LÍNGUAS CLÁSSICAS

Página de Estudos das Fontes Pesquisadas

    TEXTO ORIGINAL

    Secunda Vita (2Cel) - 17

    17 
    1 Mulier haec erat Franciscus multorum fecunditate natorum, non factorum mollitie; desertum: mundus, tempore illo incultus et sterilis doctrina virtutum; filiorum venusta et larga progenies: fratrum multiplex numerus et omni virtute decorus (cfr. 2Mac 3,26); 
    2 rex: Filius Dei, cui sancta paupertate consi-miles eadem forma respondent, qui nutritiva de mensa regis (cfr. Dan 1,8) omni vilitatis rubore contempto suscipiunt, cum, imitatione Christi contenti eleemosynisque viventes, per mundi opprobia futuros se beate agnoscant. 
    3 Miratur dominus papa propositam sibi parabolam (cfr. Mat 13,24), et indubitanter Christum locutum in homine (cfr. Act 23,9) recognoscit. 
    4 Recordatur visionis cuiusdam quam viderat diebus paucis ante transactis (cfr. Act 25,13), quam in hoc homine fore complendam, Spiritu Sancto docente (cfr. Luc 12,12), affirmat. 
    5 Viderat in somnis (cfr. Gen 28,12) Lateranensem basilicam fore proximam iam ruinae, quam quidam religiosus, homo modicus et despectus (cfr. Is 16,14; 53,3), proprio dorso submisso, ne caderet, sustentabat. 
    6 “Vere”, inquit, “hic ille est qui opere ac doctrina Christi sustentabit Ecclesiam”. 
    7 Inde dominus ille petitioni eius tam facile se inclinat; hinc, Dei devotione repletus, Christi famulum (cfr. Rom 1,1) speciali semper dilexit amore. 
    8 Proinde postulata cito concessit, et his plura adhuc devotus concedere repromisit. 
    9 Coepit exinde auctoritate sibi concessa virtutum semina spargere, civitates et castella circuiens (cfr. Mat 9,35) praedicare ferventius.

    TEXTO TRADUZIDO

    Segunda Vida (2Cel) - 17

    17 
    1 Essa mulher era Francisco, pela fecundidade de seus muitos filhos, não pela moleza de sua vida. O deserto era o mundo, então inculto por falta de doutrina e estéril em virtudes.
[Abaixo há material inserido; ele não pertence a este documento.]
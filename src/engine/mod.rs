mod memory_store;
mod sqlite_store;
mod store;

pub use memory_store::InMemoryGrantStore;
pub use sqlite_store::{SqliteGrantStore, SqliteLocation};
pub use store::{GrantStore, StoreError};

use crate::config::ServiceConfig;
use std::sync::Arc;

/// Connection string selecting the in-process store.
pub const MEMORY_CONNECTION: &str = "memory://";

fn is_memory_connection(connection: &str) -> bool {
    connection == MEMORY_CONNECTION || connection == "memory"
}

/// Whether grants written through `connection` vanish when the process exits.
pub fn is_ephemeral(connection: &str) -> bool {
    let connection = connection.trim();
    is_memory_connection(connection)
        || matches!(SqliteLocation::parse(connection), Ok(SqliteLocation::Memory))
}

/// Open the grant store selected by `config.connection_string`.
pub async fn open_store(config: &ServiceConfig) -> Result<Arc<dyn GrantStore>, StoreError> {
    let connection = config.connection_string.trim();

    if is_memory_connection(connection) {
        log::info!("Using in-memory grant store");
        return Ok(Arc::new(InMemoryGrantStore::new()));
    }

    let store = SqliteGrantStore::connect(connection, config.max_connections).await?;
    log::info!("Using SQLite grant store at {}", connection);
    Ok(Arc::new(store))
}

#[cfg(test)]
mod tests {
    use super::*;
    use crate::models::GrantScope;

    #[tokio::test]
    async fn test_open_memory_store() {
        let config = ServiceConfig {
            connection_string: MEMORY_CONNECTION.to_string(),
            ..ServiceConfig::default()
        };

        let store = open_store(&config).await.unwrap();
        let scope = GrantScope::new(1, "billing", "alice");
        store.insert_grants(&scope, &["read".to_string()]).await.unwrap();
        assert_eq!(store.find_permissions(&scope).await.unwrap(), vec!["read".to_string()]);
    }

    #[tokio::test]
    async fn test_open_default_store_is_sqlite_memory() {
        let store = open_store(&ServiceConfig::default()).await.unwrap();
        let scope = GrantScope::new(1, "billing", "alice");
        assert!(store.find_grants(&scope).await.unwrap().is_empty());
    }

    #[test]
    fn test_is_ephemeral() {
        assert!(is_ephemeral("memory://"));
        assert!(is_ephemeral("sqlite::memory:"));
        assert!(is_ephemeral(" :memory: "));
        assert!(!is_ephemeral("sqlite://./grants.db"));
        assert!(!is_ephemeral("/var/lib/ledger/grants.db"));
        assert!(!is_ephemeral("mysql://localhost/grants"));
    }

    #[tokio::test]
    async fn test_open_rejects_unknown_scheme() {
        let config = ServiceConfig {
            connection_string: "mysql://localhost/grants".to_string(),
            ..ServiceConfig::default()
        };

        let result = open_store(&config).await;
        assert!(matches!(result, Err(StoreError::InvalidConnectionString(_))));
    }
}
A prole abundante e formosa era a multidão dos frades, rica de toda virtude. 
    2 O rei era o Filho de Deus, de quem se tornaram parecidos pela santa pobreza, em cuja abundante mesa real f foram alimentados por terem desprezado toda vergonha das coisas vis, pois estavam contentes com a imitação de Cristo e viviam de esmolas, sabendo que haveriam de conquistar a bem aventurança através dos desprezos do mundo. 
    3 O papa ficou admirado com a parábola que lhe foi proposta e reconheceu sem dúvidas que Cristo tinha falado no homem. 
    4 Lembrou-se de uma visão que tivera poucos dias antes e, iluminado pelo Espírito Santo, afirmou que haveria de cumprir-se naquele homem. 
    5 Tinha visto em sonhos k a basílica de Latrão prestes a ruir mas sendo sustentada por um religioso, homem pequeno e desprezível, que a sustentava com seu ombro para não cair. 
    6 E disse: “Na verdade este é o homem que, por sua obra e por sua doutrina, haverá de sustentar a Igreja”. 
    7 Foi por isso que aquele senhor acedeu tão facilmente ao seu pedido e, a partir daí, cheio de devoção de Deus, sempre teve especial predileção pelo servo de Cristo. 
    8 Concedeu-lhe imediatamente tudo que queria e prometeu que ainda haveria de fazer mais concessões. 
    9 Com a autoridade que lhe foi concedida, começou a lançar as sementes das virtudes e a percorrer as cidades e vilas pregando com fervor.